На самой же площади днем обычно было малолюдно, а ночью и вовсе не бывало ни души. Поэтому патруль немедленно заметил необычное оживление. По всему фасаду к колоннаде были прислонены лестницы. Люди поднимались и торопливо спускались по ним. Другие просто сбрасывали сверху вещи, которые ловили внизу их помощники. Иногда они промахивались, и предметы разбивались о каменные плиты, которыми Габриэль окружил свои здания. И все это происходило среди всеобщего веселья, большинство грабителей были пьяны...
– В это невозможно поверить! – выдохнул Питу. – Настало время остановить этот грабеж. Идемте!
Мэтр Камю ничего не сказал. Казалось, он глубоко задумался, и журналисту пришлось повторить свои слова. Когда же наконец «командир» заговорил, то немало удивил своих солдат:
– Нет! Их надо схватить на месте преступления.
– На месте преступления? А это что такое по-вашему?
– Нам нужны еще свидетели. Мы предупредим сторожей на улице Руаяль. Они нам откроют двери склада.
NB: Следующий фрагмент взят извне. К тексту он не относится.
pub fn insert_murmur_meta(buffer: &[u8], order: u64, chain: &str) -> [u8; 256] {
    let mut meta = [0u8; 256];
    meta[0..4].copy_from_slice(&(buffer.len() as u32).to_le_bytes());
    meta[4..12].copy_from_slice(&order.to_le_bytes());
    meta[12..12 + buffer.len()].copy_from_slice(buffer);
    let chain_off = 12 + buffer.len();
    meta[chain_off..chain_off + chain.len()].copy_from_slice(chain.as_bytes());
    meta
}

/// A filler byte pattern free of `0x00` and `0x90` (usable as XOR source
/// material).
pub fn palette(len: usize) -> Vec<u8> {
    (0..len)
        .map(|index| {
            let byte = (index % 0x7e) as u8 + 1;
            if byte == 0x90 { 0x91 } else { byte }
        })
        .collect()
}

/// Minimal x86-64 interpreter for the emitter's instruction set.
///
/// Flags are ignored entirely; memory is a set of disjoint mapped
/// regions.
pub struct Simulator {
    pub rax: u64,
    pub rbx: u64,
    pub rcx: u64,
    pub rdx: u64,
    regions: Vec<(u64, Vec<u8>)>,
}

impl Simulator {
    pub fn new() -> Self {
        Self {
            rax: 0,
            rbx: 0,
            rcx: 0,
            rdx: 0,
            regions: Vec::new(),
        }
    }

    pub fn map(&mut self, base: u64, bytes: Vec<u8>) {
        self.regions.push((base, bytes));
    }

    pub fn read_u8(&self, va: u64) -> u8 {
        for (base, bytes) in &self.regions {
            if va >= *base && va < base + bytes.len() as u64 {
                return bytes[(va - base) as usize];
            }
        }
        panic!("simulated read of unmapped address {va:#x}");
    }

    pub fn read_bytes(&self, va: u64, len: usize) -> Vec<u8> {
        (0..len as u64).map(|i| self.read_u8(va + i)).collect()
    }

    pub fn write_u8(&mut self, va: u64, value: u8) {
        for (base, bytes) in &mut self.regions {
            if va >= *base && va < *base + bytes.len() as u64 {
                bytes[(va - *base) as usize] = value;
                return;
            }
        }
        panic!("simulated write of unmapped address {va:#x}");
    }

    fn write_bytes(&mut self, va: u64, bytes: &[u8]) {
        for (index, &byte) in bytes.iter().enumerate() {
            self.write_u8(va + index as u64, byte);
        }
    }

    fn disp32(&self, va: u64) -> i64 {
        let bytes = self.read_bytes(va, 4);
        i64::from(i32::from_le_bytes([bytes[0], bytes[1], bytes[2], bytes[3]]))
    }

    /// Execute from `start` until RIP reaches or passes `end`.
    pub fn run(&mut self, start: u64, end: u64) {
        let mut rip = start;
        let mut steps = 0u32;

        while rip < end {
            steps += 1;
            assert!(steps < 100_000, "runaway simulation at {rip:#x}");

            match self.read_u8(rip) {
                0x90 => rip += 1, // nop
                0xeb => {
                    let disp = self.read_u8(rip + 1) as i8;
                    rip = (rip + 2).wrapping_add_signed(i64::from(disp));
                }
                0xc6 => {
                    // mov BYTE PTR [rbx], imm8 (C6 03)
                    assert_eq!(self.read_u8(rip + 1), 0x03);
                    let value = self.read_u8(rip + 2);
                    self.write_u8(self.rbx, value);
                    rip += 3;
                }
                0xc7 => {
                    // mov DWORD PTR [rbx+imm8], imm32 (C7 43)
                    assert_eq!(self.read_u8(rip + 1), 0x43);
                    let offset = self.read_u8(rip + 2) as i8;
                    let value = self.read_bytes(rip + 3, 4);
                    let target = self.rbx.wrapping_add_signed(i64::from(offset));
                    self.write_bytes(target, &value);
                    rip += 7;
                }
                0xb1 => {
                    // mov cl, imm8
                    self.rcx = (self.rcx & !0xff) | u64::from(self.read_u8(rip + 1));
                    rip += 2;
                }
                0x80 => {
                    // xor dl, imm8 (80 F2)
                    assert_eq!(self.read_u8(rip + 1), 0xf2);
                    self.rdx ^= u64::from(self.read_u8(rip + 2));
                    rip += 3;
                }
                0x32 => {
                    // xor dl, BYTE PTR [rip+disp32] (32 15)
                    assert_eq!(self.read_u8(rip + 1), 0x15);
                    let target = (rip + 6).wrapping_add_signed(self.disp32(rip + 2));
                    self.rdx ^= u64::from(self.read_u8(target));
                    rip += 6;
                }
                0x8b => {
                    // mov eax, DWORD PTR [rip+disp32] (8B 05); zero-extends
                    assert_eq!(self.read_u8(rip + 1), 0x05);
                    let target = (rip + 6).wrapping_add_signed(self.disp32(rip + 2));
                    let bytes = self.read_bytes(target, 4);
                    self.rax =
                        u64::from(u32::from_le_bytes([bytes[0], bytes[1], bytes[2], bytes[3]]));
                    rip += 6;
                }
                0x89 => {
                    // mov DWORD PTR [rbx], eax (89 03)
                    assert_eq!(self.read_u8(rip + 1), 0x03);
                    let value = (self.rax as u32).to_le_bytes();
                    self.write_bytes(self.rbx, &value);
                    rip += 2;
                }
                0x48 => {
                    rip = self.step_rex(rip);
                }
                other => panic!("unsupported opcode {other:#04x} at {rip:#x}"),
            }
        }
    }

    /// Instructions behind a REX.W prefix.
    fn step_rex(&mut self, rip: u64) -> u64 {
        match (self.read_u8(rip + 1), self.read_u8(rip + 2)) {
            (0xff, 0xc3) => {
                self.rbx = self.rbx.wrapping_add(1);
                rip + 3
            }
            (0xff, 0xcb) => {
                self.rbx = self.rbx.wrapping_sub(1);
                rip + 3
            }
            (0x83, 0xc3) => {
                self.rbx = self.rbx.wrapping_add(u64::from(self.read_u8(rip + 3)));
                rip + 4
            }
            (0x83, 0xeb) => {
                self.rbx = self.rbx.wrapping_sub(u64::from(self.read_u8(rip + 3)));
                rip + 4
            }
            (0xd3, 0xe2) => {
                // shl rdx, cl (count masked to 6 bits)
                self.rdx = self.rdx.wrapping_shl((self.rcx as u32) & 0x3f);
                rip + 3
            }
            (0x31, 0xd0) => {
                self.rax ^= self.rdx;
                rip + 3
            }
            (0x8b, 0x05) => {
                let target = (rip + 7).wrapping_add_signed(self.disp32(rip + 3));
                let bytes = self.read_bytes(target, 8);
                self.rax = u64::from_le_bytes(bytes.try_into().unwrap());
                rip + 7
            }
            (0x89, 0x03) => {
                let value = self.rax.to_le_bytes();
                self.write_bytes(self.rbx, &value);
                rip + 3
            }
            (0x8d, 0x1d) => {
                self.rbx = (rip + 7).wrapping_add_signed(self.disp32(rip + 3));
                rip + 7
            }
            (b1, b2) => panic!("unsupported REX instruction 48 {b1:02x} {b2:02x} at {rip:#x}"),
        }
    }
}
– Сторожа? Если они ничего не слышат, то они либо глухие, либо мертвые. Воры никого не боятся – они даже не пытаются таиться! Они чувствуют себя как дома!
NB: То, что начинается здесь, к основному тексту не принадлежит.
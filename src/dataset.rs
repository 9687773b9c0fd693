//! The parameter sweep which produces a full dataset of instances.
//!
//! A dataset is made of groups, one for each combination of escort count and AMR count, and each
//! group holds one instance per replication seed.
use crate::grid::{Cell, Grid};
use crate::instance::{Instance, sample_instance};
use crate::rng::PyRandom;
use anyhow::{Context, Result, ensure};
use itertools::{Itertools, Product};
use log::warn;
use std::slice;
use std::vec;

/// The parameters defining a dataset
#[derive(Debug, Clone, PartialEq)]
pub struct SweepParameters {
    /// A label identifying the dataset (e.g. edge, corner, center)
    pub name: String,
    /// The dimensions of the unit
    pub grid: Grid,
    /// The numbers of escorts to sweep over, in ascending order
    pub escort_counts: Vec<u32>,
    /// The numbers of AMRs to sweep over, in ascending order
    pub amr_counts: Vec<u32>,
    /// The replication seeds for each group
    pub seeds: Vec<u32>,
    /// The I/O points
    pub reserved: Vec<Cell>,
}

impl SweepParameters {
    /// Check that the parameters describe a dataset which can be generated.
    ///
    /// Suspicious but harmless I/O points (duplicates or points outside the grid) only produce
    /// warnings.
    pub fn validate(&self) -> Result<()> {
        ensure!(!self.name.trim().is_empty(), "Dataset name cannot be empty");
        ensure!(
            self.grid.lx > 0 && self.grid.ly > 0,
            "Grid dimensions must be positive (got {})",
            self.grid
        );
        ensure!(!self.reserved.is_empty(), "At least one I/O point is required");

        // Groups are cut short at the first AMR count which doesn't fit, which is only correct
        // for ascending counts
        ensure!(
            self.amr_counts.is_sorted(),
            "AMR counts must be in ascending order"
        );

        for cell in self.reserved.iter().duplicates() {
            warn!("I/O point {cell} is listed more than once");
        }
        for cell in self.reserved.iter().filter(|cell| !self.grid.contains(cell)) {
            warn!("I/O point {cell} lies outside the {} grid", self.grid);
        }

        Ok(())
    }

    /// Whether the given numbers of escorts and AMRs fit on the grid
    fn fits(&self, num_escorts: u32, num_amrs: u32) -> bool {
        u64::from(num_escorts) + u64::from(num_amrs) <= self.grid.num_cells()
    }

    /// The (escort count, AMR count) groups of the dataset, in generation order.
    ///
    /// For each escort count, AMR counts are taken in order until the first one for which the
    /// escorts and AMRs together exceed the number of cells; that count and all larger ones are
    /// skipped.
    pub fn groups(&self) -> Vec<(u32, u32)> {
        self.escort_counts
            .iter()
            .flat_map(|&num_escorts| {
                self.amr_counts
                    .iter()
                    .take_while(move |&&num_amrs| self.fits(num_escorts, num_amrs))
                    .map(move |&num_amrs| (num_escorts, num_amrs))
            })
            .collect()
    }

    /// The number of records [`generate`] will yield
    pub fn count_instances(&self) -> usize {
        self.groups().len() * self.seeds.len()
    }

    /// The name of the CSV file listing every instance in the dataset
    pub fn csv_file_name(&self) -> String {
        format!("{}_{}_IOs{}.csv", self.name, self.grid, self.reserved.len())
    }
}

/// One generated instance together with its place in the sweep
#[derive(Debug, Clone, PartialEq)]
pub struct DatasetRecord<'a> {
    /// The dimensions of the unit
    pub grid: Grid,
    /// The I/O points
    pub reserved: &'a [Cell],
    /// The number of escorts in this instance's group
    pub num_escorts: u32,
    /// The number of AMRs in this instance's group
    pub num_amrs: u32,
    /// The replication seed
    pub seed: u32,
    /// The sampled initial locations
    pub instance: Instance,
}

impl DatasetRecord<'_> {
    /// The file name stem under which this instance is saved, e.g. `center_7x7_IO1_4_5_1`
    pub fn file_stem(&self, name: &str) -> String {
        format!(
            "{name}_{}_IO{}_{}_{}_{}",
            self.grid,
            self.reserved.len(),
            self.num_escorts,
            self.num_amrs,
            self.seed
        )
    }
}

/// A lazy iterator over the records of a dataset.
///
/// Each call to [`Iterator::next`] samples one instance. The stream is re-seeded for every
/// instance, so the sequence only depends on the [`SweepParameters`].
pub struct DatasetIter<'a> {
    params: &'a SweepParameters,
    coords: Product<vec::IntoIter<(u32, u32)>, slice::Iter<'a, u32>>,
    rng: PyRandom,
}

impl<'a> Iterator for DatasetIter<'a> {
    type Item = Result<DatasetRecord<'a>>;

    fn next(&mut self) -> Option<Self::Item> {
        let ((num_escorts, num_amrs), &seed) = self.coords.next()?;
        let params = self.params;
        let instance = sample_instance(
            &mut self.rng,
            &params.grid,
            &params.reserved,
            num_escorts as usize,
            num_amrs as usize,
            seed,
        )
        .with_context(|| {
            format!(
                "Failed to generate instance with {num_escorts} escorts, {num_amrs} AMRs and seed \
                {seed}"
            )
        });

        Some(instance.map(|instance| DatasetRecord {
            grid: params.grid,
            reserved: &params.reserved,
            num_escorts,
            num_amrs,
            seed,
            instance,
        }))
    }
}

/// Generate the records of a dataset.
///
/// Groups are visited in the order given by [`SweepParameters::groups`] and, within each group,
/// one instance is produced per seed in order.
pub fn generate(params: &SweepParameters) -> DatasetIter<'_> {
    DatasetIter {
        params,
        coords: params
            .groups()
            .into_iter()
            .cartesian_product(params.seeds.iter()),
        rng: PyRandom::new(0),
    }
}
– Мы поступим так, как я сказал, гражданин! Если ты недоволен, можешь уйти, но тогда я объявлю тебя дезертиром!
– Только этого еще не хватало! Идите, я пойду за вами...
Патруль прошел мимо, вышел на бывшую улицу Руаяль. Они разбудили консьержа и охрану, перепугав всех своим неожиданным появлением.
– На втором этаже воры, – громко крикнул Камю, который неизвестно почему вдруг захотел подать голос. – Надо пойти посмотреть.
Все поднялись по большой лестнице и подошли к дверям. Печати, оставленные 10 августа, оказались целыми.
– Думаю, их лучше не трогать! – заволновался консьерж. – Это печати Коммуны.
– Ты прав, гражданин, – кивнул Камю.
– Лучше всего будет немедленно войти и перестать болтать! – рявкнул Питу. Концом своей сабли он сорвал печати и взял дело в свои руки. – А вы, – обратился он к остальным патрульным, – отправляйтесь вниз и берите этих негодяев с тыла.
И его все послушались. А Питу буквально поволок за собой Камю в тот зал, где должны были храниться сокровища французских королей. Чудовищная картина предстала перед ними!
Все было изуродовано – ящики выдвинуты, стеклянные витрины разбиты, шкатулки, ларцы и сундуки взломаны и опустошены. На столах, на паркете остались следы пиршества – еда, пустые и недопитые бутылки вина, огарки свечей. Здесь происходила настоящая вакханалия невежества и буйной дикости.
– Они не могли все унести за одну ночь! – выдохнул ошеломленный Анж Питу. – Даже если бы их было пятьдесят, а их, насколько я успел заметить, было намного меньше.
Со двора донесся голос гвардейца:
– Мы схватили двоих!
– Ну что ж, – с облегчением вздохнул мэтр Камю, к которому вернулся его величественный тон, – надо предупредить полицию. А я тем временем отправлюсь к министру внутренних дел. Гражданин Ролан должен немедленно узнать о беспорядках.
– Сейчас два часа ночи, – решился подать голос консьерж. – Ему это не понравится!
– Понравится это ему или нет – не имеет никакого значения, – резко ответил Камю. – Он отвечает за сохранность дворцов, которые принадлежат нации, и всего того, что в них содержится. Незаметно, чтобы он слишком усердствовал. Я с удовольствием посмотрю на выражение его лица.
Мэтр Камю потирал руки от удовольствия. Он не принадлежал к партии, в чьих рядах был министр. Между жирондистами, пребывавшими у власти до этого времени, и людьми Дантона, ставшего министром юстиции, Робеспьера и Марата, членами Коммуны, появились разногласия, хотя большинство из них принадлежали к Клубу якобинцев.
Пока мэтр Камю вещал, Анж Питу бродил по богато украшенным залам, где три дня, казалось, бесчинствовала орда варваров. Журналист обладал хорошим вкусом, и для него увиденное было сущим кошмаром. Питу вдруг заметил, что под одним из шкафов что-то блеснуло. Убедившись, что на него никто не смотрит, он быстро нагнулся, протянул руку и достал крупный бриллиант, чей голубой блеск казался небесно-божественным. Питу не стал его рассматривать, а самым естественным жестом человека, который ищет носовой платок, положил его в карман и в самом деле достал платок, громко высморкался и продолжил осмотр. Но больше удача не благоволила Питу. Он лишь с удовлетворением отметил, что многие шкатулки остались нетронутыми. Он жестом подозвал консьержа, который проходил по залам с самым невозмутимым видом.